The consistency observed between molecular and phenotypic assessments underscores the reliability of markers such as GPMS 171 and SCAR_CD for RKN resistance. The germplasm line EC771549-A exhibited resistance at both molecular and phenotypic levels and was also selected as resistant by MGIDI, corroborating its status as a truly resistant line. Conversely, the genotype Pusa Sadabahar demonstrated susceptibility at both phenotypic and molecular levels highlighting the accuracy of the markers used.
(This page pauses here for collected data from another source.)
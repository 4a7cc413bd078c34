//! Mutable per-session state: flags, current peer, bans and network identity.
//!
//! All selection and ban operations live here so that the [`Session`](super::Session)
//! can apply each of them atomically under a single lock.

use log::{debug, info};
use rand::seq::SliceRandom;

use super::error::SessionError;
use super::network::{Network, NetworkIdentity, resolve};
use super::peers::{PeerDirectory, PeerPool};
use super::request::RequestTarget;

pub const MAINNET_PORT: u16 = 8000;
pub const TESTNET_PORT: u16 = 7000;
pub const SSL_PORT: u16 = 443;

pub fn default_port(testnet: bool, ssl: bool) -> u16 {
    if testnet {
        TESTNET_PORT
    } else if ssl {
        SSL_PORT
    } else {
        MAINNET_PORT
    }
}

/// Everything a session is created from, already merged from configuration and overrides.
#[derive(Debug, Clone)]
pub struct SessionOptions {
    pub node: Option<String>,
    pub ssl: bool,
    pub testnet: bool,
    /// Defaults to `true` exactly when no explicit node is given.
    pub random_peer: Option<bool>,
    /// `None` picks the network default, `Some("")` dials the scheme default.
    pub port: Option<String>,
    pub nethash: Option<String>,
    pub banned_peers: Vec<String>,
    pub directory: PeerDirectory,
}

#[derive(Debug, Clone)]
pub struct SessionState {
    current_peer: String,
    port: Option<u16>,
    ssl: bool,
    testnet: bool,
    random_peer: bool,
    explicit_node: Option<String>,
    explicit_hash: Option<String>,
    identity: NetworkIdentity,
    directory: PeerDirectory,
}

fn parse_port(raw: Option<&str>, testnet: bool, ssl: bool) -> Result<Option<u16>, SessionError> {
    match raw.map(str::trim) {
        None => Ok(Some(default_port(testnet, ssl))),
        Some("") => Ok(None),
        Some(port) => port
            .parse::<u16>()
            .map(Some)
            .map_err(|_| SessionError::InvalidPort(port.to_string())),
    }
}

impl SessionState {
    pub fn new(options: SessionOptions) -> Result<Self, SessionError> {
        let explicit_node = options.node.filter(|n| !n.trim().is_empty());
        let explicit_hash = options.nethash.filter(|h| !h.trim().is_empty());
        let port = parse_port(options.port.as_deref(), options.testnet, options.ssl)?;

        let pool = PeerPool::for_flags(options.ssl, options.testnet);
        if explicit_node.is_none() && options.directory.pool(pool).is_empty() {
            return Err(SessionError::NoPeers(format!("{:?}", pool).to_lowercase()));
        }

        let mut state = Self {
            current_peer: String::new(),
            port,
            ssl: options.ssl,
            testnet: options.testnet,
            random_peer: options.random_peer.unwrap_or(explicit_node.is_none()),
            identity: resolve(options.testnet, explicit_hash.as_deref()),
            explicit_node,
            explicit_hash,
            directory: options.directory.with_banned(options.banned_peers),
        };
        state.current_peer = state.select_node();
        Ok(state)
    }

    pub fn current_peer(&self) -> &str {
        &self.current_peer
    }

    pub fn port(&self) -> Option<u16> {
        self.port
    }

    pub fn ssl(&self) -> bool {
        self.ssl
    }

    pub fn testnet(&self) -> bool {
        self.testnet
    }

    pub fn random_peer(&self) -> bool {
        self.random_peer
    }

    pub fn identity(&self) -> &NetworkIdentity {
        &self.identity
    }

    pub fn directory(&self) -> &PeerDirectory {
        &self.directory
    }

    pub fn active_pool(&self) -> PeerPool {
        PeerPool::for_flags(self.ssl, self.testnet)
    }

    pub fn target(&self) -> RequestTarget {
        RequestTarget {
            host: self.current_peer.clone(),
            port: self.port,
            ssl: self.ssl,
            identity: self.identity.clone(),
        }
    }

    /// The explicit node when one is pinned, otherwise a random usable peer of the active pool.
    ///
    /// When every peer of the pool is banned an arbitrary pool member is returned; callers
    /// check exhaustion through [`may_redial`](Self::may_redial) first.
    pub fn select_node(&self) -> String {
        if let Some(node) = &self.explicit_node {
            return node.clone();
        }

        let mut rng = rand::thread_rng();
        let pool = self.active_pool();
        let available = self.directory.available(pool);
        available
            .choose(&mut rng)
            .map(|host| host.to_string())
            .or_else(|| self.directory.pool(pool).choose(&mut rng).cloned())
            .unwrap_or_else(|| self.current_peer.clone())
    }

    /// Pins `node` as the explicit node, or re-selects when `None`.
    pub fn set_node(&mut self, node: Option<String>) -> String {
        if let Some(node) = node.filter(|n| !n.trim().is_empty()) {
            self.explicit_node = Some(node);
        }
        self.current_peer = self.select_node();
        debug!(peer = &*self.current_peer; "Active peer set");
        self.current_peer.clone()
    }

    /// Switches between testnet and mainnet.
    ///
    /// Every call clears the bans, resets the port and re-selects. Asserting the value
    /// already held switches testnet off.
    pub fn set_testnet(&mut self, testnet: bool) {
        self.testnet = if self.testnet != testnet { testnet } else { false };
        self.directory.clear_bans();
        self.port = Some(default_port(self.testnet, self.ssl));
        self.identity = resolve(self.testnet, self.explicit_hash.as_deref());
        self.current_peer = self.select_node();
        info!(
            testnet = self.testnet,
            peer = &*self.current_peer;
            "Network switched"
        );
    }

    /// Every call clears the bans and re-selects from the matching pool.
    pub fn set_ssl(&mut self, ssl: bool) {
        self.ssl = ssl;
        self.directory.clear_bans();
        self.current_peer = self.select_node();
        info!(
            ssl = self.ssl,
            peer = &*self.current_peer;
            "SSL setting changed"
        );
    }

    pub fn ban(&mut self, host: &str) -> bool {
        self.directory.ban(host)
    }

    /// Decides whether a failed request may be re-sent to another peer.
    ///
    /// Requires random peer selection, a known network when a hash is pinned, a selector
    /// that can move away from a pinned node, and at least one usable peer in the active
    /// pool. A pinned mainnet or testnet hash first aligns the testnet flag with it.
    pub fn may_redial(&mut self) -> bool {
        if !self.random_peer {
            return false;
        }

        if let Some(hash) = self.explicit_hash.clone() {
            match Network::from_hash(&hash) {
                Network::Custom(_) => return false,
                network => {
                    if network.is_testnet() != self.testnet {
                        self.set_testnet(network.is_testnet());
                    }
                },
            }
        }

        if let Some(node) = &self.explicit_node {
            if self.directory.is_banned(node) {
                return false;
            }
        }

        !self.directory.all_banned(self.active_pool())
    }
}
The successful identification and validation of root-knot nematode resistance in chili genotypes through both traditional screening and advanced multivariate approaches highlight a significant breakthrough in chilli breeding. The germplasm line EC771549-A, consistently demonstrating resistance, has been confirmed through linked molecular markers such as SSR, CAPS, and SCAR. This dual validation emphasizes the reliability of the selected genotypes and underscores the effectiveness of combining phenotypic and molecular methods in breeding programme. The germplasm line EC771549-A can be utilized in breeding programme to develop RKN-resistant chilli cultivars, which would contribute to more sustainable and productive chilli cultivation.

Conclusion

This study underscores the significance of integrating phenotypic evaluation with molecular marker analysis to identify and validate RKN resistance in chilli germplasm. A significant genetic variation was observed among the 200 chilli germplasm lines, emphasizing the importance of genotype selection for the RKN resistance breeding programme. The SSR marker GPMS 171 and the SCAR marker SCAR_CD were effective in distinguishing RKN-resistant and susceptible lines, showing strong concordance with phenotypic data. The germplasm line EC771549-A, is confirmed as resistant both phenotypically and molecularly and it has been selected as resistant by MGIDI, while Pusa Sadabahar was consistently susceptible. The cluster and PCA analyses provided a clear classification of genotypes based on RKN tolerance levels, aiding in the selection of superior breeding lines.

The identified markers and resistant germplasm lines offer valuable resources for developing RKN-resistant chilli cultivars, contributing to sustainable chilli production and nematode management. Overall, the integration of multivariate analyses and molecular marker validation presents a robust framework for enhancing RKN resistance in chilli breeding programme.